Un país que está dispuesto a emplear varias generaciones, a
pedirle a su pueblo que trabaje denostadamente para que sus nietos, quizás sus
biznietos, tengan una vida mejor, y que se entreguen a ello con pasión y
dedicación, tiene que tener una cultura, una identidad, un sentido de
pertenencia realmente profundo.
En estos días en Pekín están de relevo, de renovación de
cargos. Se van los dos presidentes, y sus puestos serán ocupados por los que, hasta
hoy eran vicepresidentes. Todo un ejemplo de crecimiento paciente vertical. Y
para tal acto, las cifras que se mueven son astronómicas, por ejemplo, 1,4
millones de policías movilizados.
Hoy, más que nunca, estamos en occidente familiarizados con
la cultura china. Se van a miles de kilómetros de su tierra, se convierten en
minúsculas células en medio de otra sociedad, casi incomunicados con su origen,
y a pesar de ello no pierden ni un ápice de arraigo. Podemos verlos trabajar
sin descanso, abriendo negocios, reinventándose (como con los bares de tapas) y
con una entrega y humildad desconcertante. Parecen haberse dejado la ambición
enterrada en los cimientos de la gran muralla.

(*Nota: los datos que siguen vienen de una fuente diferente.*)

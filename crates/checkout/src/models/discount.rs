//! Discount candidates.

use serde::{Deserialize, Serialize};

use verdant_core::{Money, PromotionId};

/// Where a discount came from.
///
/// Sources are evaluated independently and reduced to a single winner; the
/// rank ordering breaks amount ties (manual code beats automatic beats
/// membership).
#[derive(Debug, Clone, Copy, PartialEq, Eq, Hash, Serialize, Deserialize)]
#[serde(rename_all = "snake_case")]
pub enum DiscountSource {
    LifetimeMembership,
    AutoPromotion,
    ManualPromotionCode,
}

impl DiscountSource {
    /// Tie-break rank; higher wins at equal amounts.
    #[must_use]
    pub const fn rank(self) -> u8 {
        match self {
            Self::LifetimeMembership => 0,
            Self::AutoPromotion => 1,
            Self::ManualPromotionCode => 2,
        }
    }
}

/// One evaluated discount, recomputed on every cart or identity change.
///
/// At most one candidate is ever applied to an order; candidates never
/// combine.
#[derive(Debug, Clone, PartialEq, Serialize, Deserialize)]
pub struct DiscountCandidate {
    pub source: DiscountSource,
    pub amount: Money,
    /// Winner-only flag: zeroes shipping cost regardless of selected rate.
    pub free_shipping: bool,
    /// Customer-facing label (e.g. "Lifetime member 10%").
    pub label: String,
    pub promotion_id: Option<PromotionId>,
    pub promotion_code: Option<String>,
}
//! Type-safe money representation using decimal arithmetic.
//!
//! All checkout math runs on [`rust_decimal::Decimal`] and rounds to two
//! decimal places only at well-defined points (tax, rate application).
//! The storefront is single-currency (USD), so `Money` carries the amount
//! alone; display formatting prepends the dollar sign.

use core::fmt;
use core::iter::Sum;
use core::ops::{Add, AddAssign};

use rust_decimal::Decimal;
use serde::{Deserialize, Serialize};

/// A USD monetary amount in dollars (not cents).
#[derive(
    Debug, Clone, Copy, PartialEq, Eq, PartialOrd, Ord, Hash, Serialize, Deserialize, Default,
)]
#[serde(transparent)]
pub struct Money(Decimal);

impl Money {
    /// Zero dollars.
    pub const ZERO: Self = Self(Decimal::ZERO);

    /// Create a money amount from a decimal dollar value.
    #[must_use]
    pub const fn new(amount: Decimal) -> Self {
        Self(amount)
    }

    /// Create a money amount from an integer cent count.
    #[must_use]
    pub fn from_cents(cents: i64) -> Self {
        Self(Decimal::new(cents, 2))
    }

    /// The underlying decimal dollar amount.
    #[must_use]
    pub const fn amount(&self) -> Decimal {
        self.0
    }

    /// The amount as whole cents, rounded half-up.
    ///
    /// Used at the payment-gateway boundary, which bills in the smallest
    /// currency unit.
    #[must_use]
    pub fn to_cents(&self) -> i64 {
        let cents = (self.0 * Decimal::from(100)).round();
        cents.try_into().unwrap_or(0)
    }

    /// Whether the amount is exactly zero.
    #[must_use]
    pub fn is_zero(&self) -> bool {
        self.0.is_zero()
    }

    /// Subtract, clamping at zero.
    ///
    /// Discounts and credits must never drive a charge negative.
    #[must_use]
    pub fn sub_saturating(self, other: Self) -> Self {
        if other.0 >= self.0 {
            Self::ZERO
        } else {
            Self(self.0 - other.0)
        }
    }

    /// Multiply by a rate (e.g. a tax rate), rounding to two decimal places.
    #[must_use]
    pub fn apply_rate(self, rate: Decimal) -> Self {
        Self((self.0 * rate).round_dp(2))
    }

    /// Multiply by a unit count.
    #[must_use]
    pub fn times(self, quantity: u32) -> Self {
        Self(self.0 * Decimal::from(quantity))
    }
}

impl Add for Money {
    type Output = Self;

    fn add(self, rhs: Self) -> Self {
        Self(self.0 + rhs.0)
    }
}

impl AddAssign for Money {
    fn add_assign(&mut self, rhs: Self) {
        self.0 += rhs.0;
    }
}

impl Sum for Money {
    fn sum<I: Iterator<Item = Self>>(iter: I) -> Self {
        iter.fold(Self::ZERO, Add::add)
    }
}

impl From<Decimal> for Money {
    fn from(amount: Decimal) -> Self {
        Self(amount)
    }
}

impl fmt::Display for Money {
    fn fmt(&self, f: &mut fmt::Formatter<'_>) -> fmt::Result {
        write!(f, "${:.2}", self.0)
    }
}
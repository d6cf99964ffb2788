//! Core types for Verdant.
//!
//! This module provides type-safe wrappers for common domain concepts.

pub mod email;
pub mod id;
pub mod money;
pub mod status;

pub use email::{Email, EmailError};
pub use id::*;
pub use money::Money;
pub use status::*;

Claro está, hay ovejas negras que se lucran de manera
agresiva, al fin y al cabo no es más que una degradación de la sociedad
vertical en la que han vivido desde siempre, ese pueblo lleva ya algunos
milenios pagándole a algún señor.
Es tiempo de hacer un pequeño ejercicio de empatía con aquella
cultura. Sexo oriental para el cuerpo, ajedrez para la mente, estrategias
físicas e intelectuales, sugestiva combinación. Para ambos casos se puede
aplicar la frase de Confucio: “el hombre modélico no impone nada por la fuerza
sino con el ejemplo”.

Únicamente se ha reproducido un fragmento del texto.